This is how I got started prepping. Hubby lost his job and we could not make ends met. I made a menu for a month (I got paid monthly) of the cheapest meals that I could possibly feed 3 growing boys. I made out my grocery list and went to the store. I wrote down in a note book the price of staples like flour, sugar, salt, noodles. That way when I was in different stores I could price compare. Then I started bargain shopping. I shopped the dollar stores, scratch and dent stores and day old bread stores. I cooked everything from scratch. I mean every thing even flour tortilla and tortilla chips were homemade. By the end of the 3rd month I had a nice stock pile going. I only bought what was on sale and what we would eat.

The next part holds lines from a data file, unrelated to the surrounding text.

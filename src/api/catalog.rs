//! Catalog endpoints

use axum::{extract::State, Json};

use crate::{
    error::AppResult,
    models::title::{CatalogEntry, CopyEntry},
    AppState,
};

use super::AppPath;

/// List every title with one of its copies and that copy's borrower
#[utoipa::path(
    get,
    path = "/titles",
    tag = "catalog",
    responses(
        (status = 200, description = "One entry per title", body = Vec<CatalogEntry>)
    )
)]
pub async fn list_titles(State(state): State<AppState>) -> AppResult<Json<Vec<CatalogEntry>>> {
    let titles = state.services.catalog.list_titles().await?;
    Ok(Json(titles))
}

/// List every copy of a title
#[utoipa::path(
    get,
    path = "/titles/{isbn}/copies",
    tag = "catalog",
    params(
        ("isbn" = String, Path, description = "Title ISBN")
    ),
    responses(
        (status = 200, description = "Copies of the title", body = Vec<CopyEntry>),
        (status = 404, description = "Unknown ISBN")
    )
)]
pub async fn list_copies(
    State(state): State<AppState>,
    AppPath(isbn): AppPath<String>,
) -> AppResult<Json<Vec<CopyEntry>>> {
    let copies = state.services.catalog.list_copies(&isbn).await?;
    Ok(Json(copies))
}
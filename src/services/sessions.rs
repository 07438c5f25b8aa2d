//! Patron sessions: login, token validation and logout

use std::{
    collections::HashMap,
    sync::{Arc, RwLock},
};

use chrono::Utc;
use uuid::Uuid;

use crate::{
    config::AuthConfig,
    error::{AppError, AppResult},
    models::{patron::Patron, session::SessionClaims},
    repository::Repository,
};

#[derive(Clone)]
pub struct SessionsService {
    repository: Repository,
    config: AuthConfig,
    /// Revoked token ids, mapped to the last instant their token would still validate
    revoked: Arc<RwLock<HashMap<Uuid, i64>>>,
}

impl SessionsService {
    pub fn new(repository: Repository, config: AuthConfig) -> Self {
        Self {
            repository,
            config,
            revoked: Arc::new(RwLock::new(HashMap::new())),
        }
    }

    /// Check a (name, card number) pair and open a session for it.
    ///
    /// Returns `None` when no patron holds exactly that pair.
    pub async fn login(&self, name: &str, card_num: i64) -> AppResult<Option<(String, Patron)>> {
        let Some(patron) = self
            .repository
            .patrons
            .find_by_credentials(name, card_num)
            .await?
        else {
            tracing::info!(card_num, "Login rejected");
            return Ok(None);
        };

        let token = self.issue_token(&patron)?;
        tracing::info!(card_num, "Patron logged in");
        Ok(Some((token, patron)))
    }

    /// Sign a token for a patron
    pub fn issue_token(&self, patron: &Patron) -> AppResult<String> {
        SessionClaims::for_patron(patron, self.config.jwt_expiration_hours)
            .create_token(&self.config.jwt_secret)
            .map_err(|e| AppError::Internal(format!("Failed to create token: {}", e)))
    }

    /// Decode a bearer token and make sure it has not been logged out
    pub fn authenticate(&self, token: &str) -> AppResult<SessionClaims> {
        let claims = SessionClaims::from_token(token, &self.config.jwt_secret)
            .map_err(|e| AppError::Authentication(e.to_string()))?;

        let revoked = self
            .revoked
            .read()
            .unwrap_or_else(|poisoned| poisoned.into_inner());
        if revoked.contains_key(&claims.jti) {
            return Err(AppError::Authentication("Session has been logged out".to_string()));
        }

        Ok(claims)
    }

    /// End a session. Its token is refused from now until it can no longer validate.
    pub fn logout(&self, claims: &SessionClaims) {
        let now = Utc::now().timestamp();
        let mut revoked = self
            .revoked
            .write()
            .unwrap_or_else(|poisoned| poisoned.into_inner());

        revoked.retain(|_, until| *until >= now);
        revoked.insert(claims.jti, claims.accepted_until());

        tracing::info!(card_num = claims.card_num, "Patron logged out");
    }
}

#[cfg(test)]
mod tests {
    use super::*;
    use sqlx::sqlite::SqlitePoolOptions;

    fn service() -> SessionsService {
        // Token handling never touches the database
        let pool = SqlitePoolOptions::new()
            .connect_lazy("sqlite::memory:")
            .unwrap();
        SessionsService::new(Repository::new(pool), AuthConfig::default())
    }

    fn bob() -> Patron {
        Patron {
            card_num: 17,
            name: "Bob".to_string(),
        }
    }

    #[tokio::test]
    async fn issued_token_authenticates() {
        let sessions = service();
        let token = sessions.issue_token(&bob()).unwrap();

        let claims = sessions.authenticate(&token).unwrap();
        assert_eq!(claims.card_num, 17);
        assert_eq!(claims.sub, "Bob");
    }

    #[tokio::test]
    async fn logged_out_token_is_refused() {
        let sessions = service();
        let token = sessions.issue_token(&bob()).unwrap();
        let claims = sessions.authenticate(&token).unwrap();

        sessions.logout(&claims);

        assert!(matches!(
            sessions.authenticate(&token),
            Err(AppError::Authentication(_))
        ));
    }

    #[tokio::test]
    async fn logout_leaves_other_sessions_alone() {
        let sessions = service();
        let first = sessions.issue_token(&bob()).unwrap();
        let second = sessions.issue_token(&bob()).unwrap();

        sessions.logout(&sessions.authenticate(&first).unwrap());

        assert!(sessions.authenticate(&second).is_ok());
    }

    #[tokio::test]
    async fn logout_prunes_expired_revocations() {
        let sessions = service();
        let stale = Uuid::new_v4();
        sessions
            .revoked
            .write()
            .unwrap()
            .insert(stale, Utc::now().timestamp() - 10);

        let token = sessions.issue_token(&bob()).unwrap();
        sessions.logout(&sessions.authenticate(&token).unwrap());

        let revoked = sessions.revoked.read().unwrap();
        assert!(!revoked.contains_key(&stale));
        assert_eq!(revoked.len(), 1);
    }

    #[tokio::test]
    async fn token_logged_out_near_expiry_stays_refused() {
        let sessions = service();
        let config = AuthConfig::default();

        // Past exp, but still inside the validation leeway
        let mut claims = SessionClaims::for_patron(&bob(), 1);
        claims.exp = Utc::now().timestamp() - 5;
        let expiring = claims.create_token(&config.jwt_secret).unwrap();
        sessions.logout(&sessions.authenticate(&expiring).unwrap());

        // A later logout prunes the revocation list
        let other = sessions.issue_token(&bob()).unwrap();
        sessions.logout(&sessions.authenticate(&other).unwrap());

        assert!(matches!(
            sessions.authenticate(&expiring),
            Err(AppError::Authentication(_))
        ));
    }

    #[tokio::test]
    async fn garbage_token_is_an_authentication_error() {
        assert!(matches!(
            service().authenticate("not-a-token"),
            Err(AppError::Authentication(_))
        ));
    }
}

Since we moved I am restocking but instead of canned beans I am stocking dry beans, I am canning them myself or cooking them and then dehydrating them. I am stocking wheat berries instead of flour and grinding the berries as I need flour. I will admit to buying noodles only because I have not attempted making my own. However, since noodles boxes are getting smaller and the prices are increasing I may attempt it soon than later.

Do not waste your money on convenience foods like bisquick and other prepackaged food. I suggest buying a good cookbook (pre 70's) and learn to cook from scratch. You can buy staples much cheaper than prepackaged food and get more meals for your buck. If nothing else google homemade bisquick and you will find several recipes on how to make your own. Same with cake mixes and cream of soups, salad dressings. Even homemade mayo.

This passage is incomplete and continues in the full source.